Indeed, an RCE, for Remote Code Execution, can be currently performed on gitlab by any registered user. And if you let any netsurfer to register to your gitlab. Once done, this malicious fellow will be allowed to execute any codes and access any files on your server that the user git can. And in short, your server and data reachable through user Git are compromised and who knows what kind of malware or software have been installed and run. For now, it seems that this breach was used to exploit server resources to mine some crypto with the trendy xmrig but who knows what else has been done.

Usually RCEs are possible due to downloaded malware but in our case this was due to a lack of checks and validations in the gitlab source code and Exiftool (Ed: Exiftool is a  software to manipulate metadata onto several types of files).

How is it performed ? 

Any registered user who can access and create a Snippet can perform this exploit by attaching a corrupted “jpg” file into it.

Then, what ?

Once the jpg file is uploaded, it is passed to ExifTool to remove any non-whitelisted tags.Unfortunately, a combination of special characters can trick the validation and allows the malicious code to be executed. Which code can execute, read and modify any file accessible to “git” unix user.

How to know if I am concerned ?

It is hard to say as the corrupted file is not uploaded on your server and no traces of any commands can be seen; the hackers can cover their mischief quite easily. 

But if you’re running a version of Exiftool less than the 12.24 and a version of gitlab less than 13.6.1, your gitlab and server are likely to be vulnerable.
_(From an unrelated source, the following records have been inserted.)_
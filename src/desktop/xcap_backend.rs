//! `xcap`-backed desktop access
//!
//! Works on Windows, macOS and X11/Wayland through the `xcap` crate. On
//! macOS the host terminal needs the Screen Recording permission, otherwise
//! captures come back empty or fail.

use image::RgbaImage;
use xcap::{Monitor, Window, XCapResult};

use super::{BackendError, DesktopBackend, DisplayInfo, WindowInfo};
use crate::geometry::WindowRect;

/// Desktop backend over `xcap`
#[derive(Debug, Default, Clone, Copy)]
pub struct XcapDesktop;

impl XcapDesktop {
    pub fn new() -> Self {
        Self
    }
}

fn window_info(window: &Window) -> XCapResult<WindowInfo> {
    Ok(WindowInfo {
        app_name: window.app_name()?,
        title: window.title()?,
        rect: WindowRect::new(window.x()?, window.y()?, window.width()?, window.height()?),
        minimized: window.is_minimized()?,
    })
}

fn display_info(monitor: &Monitor) -> XCapResult<DisplayInfo> {
    Ok(DisplayInfo {
        id: monitor.id()?,
        name: monitor.name()?,
        rect: WindowRect::new(monitor.x()?, monitor.y()?, monitor.width()?, monitor.height()?),
        scale_factor: monitor.scale_factor()?,
        is_primary: monitor.is_primary()?,
    })
}

impl DesktopBackend for XcapDesktop {
    fn windows(&self) -> Result<Vec<WindowInfo>, BackendError> {
        let windows = Window::all().map_err(|e| BackendError::WindowEnumeration(e.to_string()))?;

        let mut infos = Vec::with_capacity(windows.len());
        for window in &windows {
            // System windows regularly refuse attribute queries; skip them.
            match window_info(window) {
                Ok(info) => infos.push(info),
                Err(e) => log::trace!("Skipping unreadable window: {}", e),
            }
        }

        log::debug!("Enumerated {} windows", infos.len());
        Ok(infos)
    }

    fn displays(&self) -> Result<Vec<DisplayInfo>, BackendError> {
        let monitors =
            Monitor::all().map_err(|e| BackendError::DisplayEnumeration(e.to_string()))?;

        monitors
            .iter()
            .map(|m| display_info(m).map_err(|e| BackendError::DisplayEnumeration(e.to_string())))
            .collect()
    }

    fn capture_display(&self, display: &DisplayInfo) -> Result<RgbaImage, BackendError> {
        let monitors =
            Monitor::all().map_err(|e| BackendError::DisplayEnumeration(e.to_string()))?;

        let monitor = monitors
            .into_iter()
            .find(|m| m.id().map(|id| id == display.id).unwrap_or(false))
            .ok_or(BackendError::DisplayGone(display.id))?;

        let image = monitor
            .capture_image()
            .map_err(|e| BackendError::Capture(e.to_string()))?;

        if image.width() == 0 || image.height() == 0 {
            return Err(BackendError::Capture(format!(
                "display {} returned an empty image (missing screen recording permission?)",
                display.name
            )));
        }

        Ok(image)
    }
}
Actually a “good way” to know if your gitlab and server are vulnerable would be to test by yourself the exploit as detailed here https://gitlab.com/gitlab-org/gitlab/-/issues/327121.

As general advice, we would recommend you to :

  • run up-to-date software and operating systems.
  • check your auth.log to see if there is unauthorized access.
  • ban IP making incessante unsuccessful connection attempts using fail2ban
  • check your CPU latency for any suspicious running processes using top.
  • check the bash/sh command history 

Check last incoming connections using last

How to fix ?

First thing first, disabled your gitlab Sign_up/register page. 

Search for suspicious users and delete all unknown users. 

And maybe, if your system is vulnerable, you should think of rebuilding your server from scratch and review all commits done within your projects.

For now, while gitlab has been patched with more checks concerning upload file into snippets, the main issue is due to Exiftool. Means cloning the latest version of gitlab (version >13.6.1) will not avoid this exploit to be performed.

You should update Exiftool, which has been patched as well.